▶ **What is needed**: Within the listing below, count the lines that have the string "JsonResponse". Answer with that number only.

▶ **Dataset extract**:
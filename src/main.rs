use std::{net::SocketAddr, sync::Arc};

use anyhow::Context;
use axum::response::IntoResponse;
use cloud_auth_backend::{
    config::Config,
    db::file_settings_repository::FileSettingsRepository,
    logging::init_tracing,
    responses::JsonResponse,
    routes::{app_router, auth},
    services::oauth::cloud::client::CloudOAuthClient,
    state::AppState,
    utils::jwt::SessionKeys,
};
use reqwest::Client;
#[cfg(not(feature = "tls"))]
use tokio::net::TcpListener;
use tower_governor::{governor::GovernorConfigBuilder, GovernorLayer};
use tracing::info;

#[cfg(feature = "tls")]
use axum_server::tls_rustls::RustlsConfig;

#[tokio::main]
async fn main() -> anyhow::Result<()> {
    let config = Config::from_env()?;
    init_tracing(config.log_format)?;

    let session_keys =
        SessionKeys::from_secret(&config.session_secret).context("invalid SESSION_SECRET")?;

    let settings = FileSettingsRepository::open(&config.settings_path)
        .await
        .with_context(|| {
            format!(
                "failed to load settings from {}",
                config.settings_path.display()
            )
        })?;

    let cloud_oauth = CloudOAuthClient::new(Client::new(), config.auth_server_scheme.clone());

    // Stricter limiter for /api/auth/*
    let auth_governor_conf = Arc::new(
        GovernorConfigBuilder::default()
            .per_second(config.rate_limit_auth_seconds)
            .burst_size(config.rate_limit_auth_burst)
            .use_headers()
            .error_handler(|_err| {
                JsonResponse::too_many_requests(
                    "Too many requests. Please wait a moment and try again.",
                )
                .into_response()
            })
            .finish()
            .context("invalid rate limiter configuration")?,
    );

    let governor_limiter = auth_governor_conf.limiter().clone();
    std::thread::spawn(move || {
        let interval = std::time::Duration::from_secs(60);
        loop {
            std::thread::sleep(interval);
            governor_limiter.retain_recent();
        }
    });

    let addr = config.bind_addr;
    info!(
        settings_path = %settings.path().display(),
        auth_server_scheme = %config.auth_server_scheme,
        "Configuration loaded"
    );

    let state = AppState {
        settings: Arc::new(settings),
        cloud_oauth: Arc::new(cloud_oauth),
        session_keys: Arc::new(session_keys),
        config: Arc::new(config),
    };

    let auth_routes = auth::router().layer(GovernorLayer {
        config: auth_governor_conf,
    });
    let app = app_router(state, auth_routes);
    let make_service = app.into_make_service_with_connect_info::<SocketAddr>();

    #[cfg(feature = "tls")]
    {
        let tls_config = RustlsConfig::from_pem_file(
            std::env::var("TLS_CERT_LOCATION").context("TLS_CERT_LOCATION must be set")?,
            std::env::var("TLS_KEY_LOCATION").context("TLS_KEY_LOCATION must be set")?,
        )
        .await
        .context("failed to load TLS certs")?;

        info!(%addr, "Running with TLS");
        axum_server::bind_rustls(addr, tls_config)
            .serve(make_service)
            .await?;
    }

    #[cfg(not(feature = "tls"))]
    {
        let listener = TcpListener::bind(addr)
            .await
            .with_context(|| format!("failed to bind {addr}"))?;
        info!(%addr, "Running without TLS");
        axum::serve(listener, make_service).await?;
    }

    Ok(())
}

▶ **Solution to this problem**: 2